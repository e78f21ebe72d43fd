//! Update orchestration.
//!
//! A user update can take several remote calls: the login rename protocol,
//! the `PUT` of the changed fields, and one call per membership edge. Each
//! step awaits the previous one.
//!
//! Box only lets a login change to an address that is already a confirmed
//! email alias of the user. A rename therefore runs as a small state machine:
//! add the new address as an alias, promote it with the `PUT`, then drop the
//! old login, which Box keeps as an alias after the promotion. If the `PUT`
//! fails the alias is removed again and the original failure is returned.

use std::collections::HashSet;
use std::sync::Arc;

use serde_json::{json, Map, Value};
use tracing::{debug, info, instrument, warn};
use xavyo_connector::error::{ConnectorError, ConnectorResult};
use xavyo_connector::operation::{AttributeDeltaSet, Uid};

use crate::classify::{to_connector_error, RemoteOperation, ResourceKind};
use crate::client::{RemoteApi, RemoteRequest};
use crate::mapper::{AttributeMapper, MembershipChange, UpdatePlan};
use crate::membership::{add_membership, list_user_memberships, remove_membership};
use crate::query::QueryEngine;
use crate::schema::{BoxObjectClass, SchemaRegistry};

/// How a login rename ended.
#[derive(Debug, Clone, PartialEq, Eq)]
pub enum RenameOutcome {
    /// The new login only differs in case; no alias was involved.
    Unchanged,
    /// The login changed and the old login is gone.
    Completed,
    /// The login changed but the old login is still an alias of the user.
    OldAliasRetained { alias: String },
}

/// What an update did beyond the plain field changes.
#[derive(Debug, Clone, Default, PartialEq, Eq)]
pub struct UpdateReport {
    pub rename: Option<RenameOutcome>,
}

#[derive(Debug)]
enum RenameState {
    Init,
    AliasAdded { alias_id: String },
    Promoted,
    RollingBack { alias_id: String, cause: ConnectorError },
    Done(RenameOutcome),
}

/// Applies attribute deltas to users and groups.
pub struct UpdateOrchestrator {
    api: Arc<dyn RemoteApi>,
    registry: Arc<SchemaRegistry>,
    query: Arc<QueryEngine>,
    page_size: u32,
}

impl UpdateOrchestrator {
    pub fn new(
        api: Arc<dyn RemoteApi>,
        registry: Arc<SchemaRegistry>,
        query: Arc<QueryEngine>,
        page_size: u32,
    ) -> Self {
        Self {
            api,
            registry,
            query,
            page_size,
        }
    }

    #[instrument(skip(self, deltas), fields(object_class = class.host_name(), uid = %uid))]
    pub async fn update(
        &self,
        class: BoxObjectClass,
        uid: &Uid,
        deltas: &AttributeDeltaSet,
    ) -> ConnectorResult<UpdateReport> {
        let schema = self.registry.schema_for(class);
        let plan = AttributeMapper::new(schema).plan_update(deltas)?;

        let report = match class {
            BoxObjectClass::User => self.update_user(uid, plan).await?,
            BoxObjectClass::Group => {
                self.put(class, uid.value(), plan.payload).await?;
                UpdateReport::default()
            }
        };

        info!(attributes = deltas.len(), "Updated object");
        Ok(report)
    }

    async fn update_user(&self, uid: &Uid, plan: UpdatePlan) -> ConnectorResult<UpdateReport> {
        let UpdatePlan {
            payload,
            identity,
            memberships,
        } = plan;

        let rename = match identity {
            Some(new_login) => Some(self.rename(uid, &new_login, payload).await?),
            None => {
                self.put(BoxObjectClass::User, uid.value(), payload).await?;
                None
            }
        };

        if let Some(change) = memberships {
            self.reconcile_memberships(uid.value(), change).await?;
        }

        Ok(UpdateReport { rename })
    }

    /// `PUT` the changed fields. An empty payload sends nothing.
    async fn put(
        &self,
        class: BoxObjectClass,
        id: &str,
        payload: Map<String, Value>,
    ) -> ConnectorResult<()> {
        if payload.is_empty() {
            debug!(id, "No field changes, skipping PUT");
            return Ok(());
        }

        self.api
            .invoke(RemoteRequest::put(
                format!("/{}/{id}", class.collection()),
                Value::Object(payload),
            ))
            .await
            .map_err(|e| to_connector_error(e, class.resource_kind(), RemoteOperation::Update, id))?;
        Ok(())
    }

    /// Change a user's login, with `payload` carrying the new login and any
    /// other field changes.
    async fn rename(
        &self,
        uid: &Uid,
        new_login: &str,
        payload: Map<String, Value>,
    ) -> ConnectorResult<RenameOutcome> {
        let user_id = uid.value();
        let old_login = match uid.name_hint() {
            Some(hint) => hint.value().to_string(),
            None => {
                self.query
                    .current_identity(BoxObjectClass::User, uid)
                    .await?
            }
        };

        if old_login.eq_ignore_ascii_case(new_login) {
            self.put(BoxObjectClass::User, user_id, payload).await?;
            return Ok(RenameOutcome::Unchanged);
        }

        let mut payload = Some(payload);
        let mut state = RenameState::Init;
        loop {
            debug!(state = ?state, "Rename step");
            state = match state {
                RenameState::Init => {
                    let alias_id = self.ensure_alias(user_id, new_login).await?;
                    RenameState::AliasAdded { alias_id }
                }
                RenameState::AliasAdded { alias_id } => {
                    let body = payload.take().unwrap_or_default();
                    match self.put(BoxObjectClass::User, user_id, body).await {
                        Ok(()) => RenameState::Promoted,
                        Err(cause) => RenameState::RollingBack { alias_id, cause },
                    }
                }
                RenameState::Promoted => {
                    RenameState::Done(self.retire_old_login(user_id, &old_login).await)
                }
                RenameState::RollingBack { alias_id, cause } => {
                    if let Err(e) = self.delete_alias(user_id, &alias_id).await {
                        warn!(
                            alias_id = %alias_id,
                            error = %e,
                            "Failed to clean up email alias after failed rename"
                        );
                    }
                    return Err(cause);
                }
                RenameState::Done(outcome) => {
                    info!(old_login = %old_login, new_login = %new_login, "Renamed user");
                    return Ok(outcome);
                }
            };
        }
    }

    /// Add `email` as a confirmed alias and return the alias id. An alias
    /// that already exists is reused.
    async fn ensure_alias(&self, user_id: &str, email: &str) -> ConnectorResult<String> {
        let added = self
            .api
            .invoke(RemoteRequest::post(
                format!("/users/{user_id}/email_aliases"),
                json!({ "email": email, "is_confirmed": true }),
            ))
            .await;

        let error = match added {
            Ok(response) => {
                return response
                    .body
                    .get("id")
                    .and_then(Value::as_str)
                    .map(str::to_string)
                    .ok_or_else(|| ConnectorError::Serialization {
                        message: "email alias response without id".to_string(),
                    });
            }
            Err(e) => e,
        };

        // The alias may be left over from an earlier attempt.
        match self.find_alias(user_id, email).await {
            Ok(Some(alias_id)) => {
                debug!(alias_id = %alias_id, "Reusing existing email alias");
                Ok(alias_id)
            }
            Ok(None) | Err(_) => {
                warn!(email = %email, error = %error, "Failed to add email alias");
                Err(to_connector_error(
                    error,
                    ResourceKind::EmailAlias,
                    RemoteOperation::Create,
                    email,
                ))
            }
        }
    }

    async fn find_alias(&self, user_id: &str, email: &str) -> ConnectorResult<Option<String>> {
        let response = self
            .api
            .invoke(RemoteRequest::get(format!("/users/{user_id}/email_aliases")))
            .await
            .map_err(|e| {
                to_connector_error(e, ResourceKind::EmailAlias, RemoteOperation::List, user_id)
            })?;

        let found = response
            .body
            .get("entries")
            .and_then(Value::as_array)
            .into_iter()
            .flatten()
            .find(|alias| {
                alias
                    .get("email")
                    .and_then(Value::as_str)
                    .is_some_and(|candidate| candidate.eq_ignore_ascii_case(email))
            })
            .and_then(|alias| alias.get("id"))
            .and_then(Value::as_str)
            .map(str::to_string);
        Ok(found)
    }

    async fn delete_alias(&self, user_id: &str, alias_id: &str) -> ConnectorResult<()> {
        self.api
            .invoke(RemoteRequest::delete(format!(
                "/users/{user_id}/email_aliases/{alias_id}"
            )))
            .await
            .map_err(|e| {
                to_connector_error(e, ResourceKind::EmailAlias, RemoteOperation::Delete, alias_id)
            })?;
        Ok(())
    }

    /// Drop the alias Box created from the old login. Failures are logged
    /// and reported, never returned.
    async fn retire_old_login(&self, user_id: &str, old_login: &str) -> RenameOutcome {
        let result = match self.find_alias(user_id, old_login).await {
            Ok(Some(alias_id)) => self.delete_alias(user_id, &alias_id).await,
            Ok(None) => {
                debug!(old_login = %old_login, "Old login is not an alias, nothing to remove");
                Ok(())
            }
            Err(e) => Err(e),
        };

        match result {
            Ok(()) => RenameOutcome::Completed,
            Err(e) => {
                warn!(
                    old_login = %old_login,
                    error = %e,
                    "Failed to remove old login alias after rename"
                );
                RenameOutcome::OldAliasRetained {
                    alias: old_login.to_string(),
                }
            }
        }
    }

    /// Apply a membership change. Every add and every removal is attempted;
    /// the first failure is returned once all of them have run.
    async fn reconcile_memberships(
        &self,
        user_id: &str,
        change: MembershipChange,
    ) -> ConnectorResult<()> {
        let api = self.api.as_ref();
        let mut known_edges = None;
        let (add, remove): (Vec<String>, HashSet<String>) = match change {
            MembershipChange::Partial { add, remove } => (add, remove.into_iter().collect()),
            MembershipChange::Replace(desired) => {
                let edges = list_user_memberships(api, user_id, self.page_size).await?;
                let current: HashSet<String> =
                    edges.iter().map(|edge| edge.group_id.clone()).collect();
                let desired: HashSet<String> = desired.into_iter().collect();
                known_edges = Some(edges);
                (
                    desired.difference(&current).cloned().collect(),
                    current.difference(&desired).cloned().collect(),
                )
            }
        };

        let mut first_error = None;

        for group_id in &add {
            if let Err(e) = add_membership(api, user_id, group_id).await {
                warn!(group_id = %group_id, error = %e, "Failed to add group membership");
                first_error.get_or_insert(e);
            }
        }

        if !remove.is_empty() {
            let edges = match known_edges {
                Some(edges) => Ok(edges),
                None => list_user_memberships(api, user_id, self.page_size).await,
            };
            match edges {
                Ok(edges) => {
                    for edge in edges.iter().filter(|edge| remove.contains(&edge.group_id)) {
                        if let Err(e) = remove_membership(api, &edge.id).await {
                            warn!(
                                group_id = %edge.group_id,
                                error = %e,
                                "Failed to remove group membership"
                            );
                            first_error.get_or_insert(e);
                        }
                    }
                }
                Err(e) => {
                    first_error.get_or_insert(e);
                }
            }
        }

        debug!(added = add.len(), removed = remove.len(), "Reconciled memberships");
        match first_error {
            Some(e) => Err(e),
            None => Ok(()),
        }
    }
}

____

# [TASK PROMPT]
Write down only the number of lines above where the word "already" occurs.

# [OUTPUT FOR THIS TASK]
2